◆ **WHAT IS BEING ASKED**
Could you count the lines below that include the word "Deserialize" and give only the number?

--- --- ---

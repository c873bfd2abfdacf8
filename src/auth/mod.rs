//! Bearer-token authentication for API endpoints.

mod errors;
mod extractors;
mod state;

pub use errors::AuthError;
pub use extractors::{ApiAuth, AuthenticatedUser, bearer_token};
pub use state::HasAuthState;
//! JWT token generation and validation.
//!
//! Access and refresh tokens are signed with two independent secrets, so a
//! leaked access token cannot be exchanged for new sessions and vice versa.

use jsonwebtoken::{Algorithm, DecodingKey, EncodingKey, Header, Validation};
use serde::{Deserialize, Serialize};
use std::time::{SystemTime, UNIX_EPOCH};

/// Token type for distinguishing access vs refresh tokens.
#[derive(Debug, Clone, Copy, PartialEq, Eq, Serialize, Deserialize)]
#[serde(rename_all = "snake_case")]
pub enum TokenType {
    /// Short-lived access token (120 minutes) - stateless, never persisted
    Access,
    /// Long-lived refresh token (7 days) - persisted for revocation
    Refresh,
}

/// Claims shared by both token kinds.
#[derive(Debug, Clone, Serialize, Deserialize)]
pub struct Claims {
    /// Subject (user UUID)
    pub sub: String,
    /// Token type
    #[serde(rename = "typ")]
    pub token_type: TokenType,
    /// Issued at (Unix timestamp)
    pub iat: u64,
    /// Expiration time (Unix timestamp)
    pub exp: u64,
}

/// Access token duration: 120 minutes
pub const ACCESS_TOKEN_DURATION_SECS: u64 = 120 * 60;

/// Refresh token duration: 7 days
pub const REFRESH_TOKEN_DURATION_SECS: u64 = 7 * 24 * 60 * 60;

/// Signing and verification keys for both token kinds.
#[derive(Clone)]
pub struct TokenKeys {
    access_encoding: EncodingKey,
    access_decoding: DecodingKey,
    refresh_encoding: EncodingKey,
    refresh_decoding: DecodingKey,
}

/// A freshly signed token together with its timestamps.
#[derive(Debug, Clone)]
pub struct IssuedToken {
    /// The JWT token string
    pub token: String,
    /// Issued at timestamp (Unix seconds)
    pub issued_at: u64,
    /// Expiration timestamp (Unix seconds)
    pub expires_at: u64,
}

impl TokenKeys {
    /// Create token keys from the two secrets.
    pub fn new(access_secret: &[u8], refresh_secret: &[u8]) -> Self {
        Self {
            access_encoding: EncodingKey::from_secret(access_secret),
            access_decoding: DecodingKey::from_secret(access_secret),
            refresh_encoding: EncodingKey::from_secret(refresh_secret),
            refresh_decoding: DecodingKey::from_secret(refresh_secret),
        }
    }

    /// Generate an access token for a user.
    pub fn generate_access_token(&self, user_uuid: &str) -> Result<IssuedToken, JwtError> {
        self.generate(user_uuid, TokenType::Access)
    }

    /// Generate a refresh token for a user.
    /// The caller is responsible for persisting it so it can be revoked.
    pub fn generate_refresh_token(&self, user_uuid: &str) -> Result<IssuedToken, JwtError> {
        self.generate(user_uuid, TokenType::Refresh)
    }

    fn generate(&self, user_uuid: &str, token_type: TokenType) -> Result<IssuedToken, JwtError> {
        let now = SystemTime::now()
            .duration_since(UNIX_EPOCH)
            .map_err(|_| JwtError::TimeError)?
            .as_secs();

        let (key, duration) = match token_type {
            TokenType::Access => (&self.access_encoding, ACCESS_TOKEN_DURATION_SECS),
            TokenType::Refresh => (&self.refresh_encoding, REFRESH_TOKEN_DURATION_SECS),
        };
        let exp = now + duration;

        let claims = Claims {
            sub: user_uuid.to_string(),
            token_type,
            iat: now,
            exp,
        };

        let token =
            jsonwebtoken::encode(&Header::default(), &claims, key).map_err(JwtError::Encoding)?;

        Ok(IssuedToken {
            token,
            issued_at: now,
            expires_at: exp,
        })
    }

    /// Validate and decode an access token.
    /// Failure is a value, never a panic, so callers can branch into
    /// uniform HTTP rejections.
    pub fn validate_access_token(&self, token: &str) -> Result<Claims, JwtError> {
        Self::validate(token, &self.access_decoding, TokenType::Access)
    }

    /// Validate and decode a refresh token.
    pub fn validate_refresh_token(&self, token: &str) -> Result<Claims, JwtError> {
        Self::validate(token, &self.refresh_decoding, TokenType::Refresh)
    }

    fn validate(token: &str, key: &DecodingKey, expected: TokenType) -> Result<Claims, JwtError> {
        let mut validation = Validation::new(Algorithm::HS256);
        validation.leeway = 0;

        let token_data =
            jsonwebtoken::decode::<Claims>(token, key, &validation).map_err(JwtError::Decoding)?;

        if token_data.claims.token_type != expected {
            return Err(JwtError::WrongTokenType);
        }

        Ok(token_data.claims)
    }
}

/// Errors that can occur during JWT operations.
#[derive(Debug)]
pub enum JwtError {
    /// Error encoding the token
    Encoding(jsonwebtoken::errors::Error),
    /// Error decoding the token
    Decoding(jsonwebtoken::errors::Error),
    /// System time error
    TimeError,
    /// Wrong token type (e.g., using refresh token as access token)
    WrongTokenType,
}

impl std::fmt::Display for JwtError {
    fn fmt(&self, f: &mut std::fmt::Formatter<'_>) -> std::fmt::Result {
        match self {
            JwtError::Encoding(e) => write!(f, "Failed to encode token: {}", e),
            JwtError::Decoding(e) => write!(f, "Failed to decode token: {}", e),
            JwtError::TimeError => write!(f, "System time error"),
            JwtError::WrongTokenType => write!(f, "Wrong token type"),
        }
    }
}

impl std::error::Error for JwtError {}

--- --- ---

◆ **EXERCISE RESPONSE**
3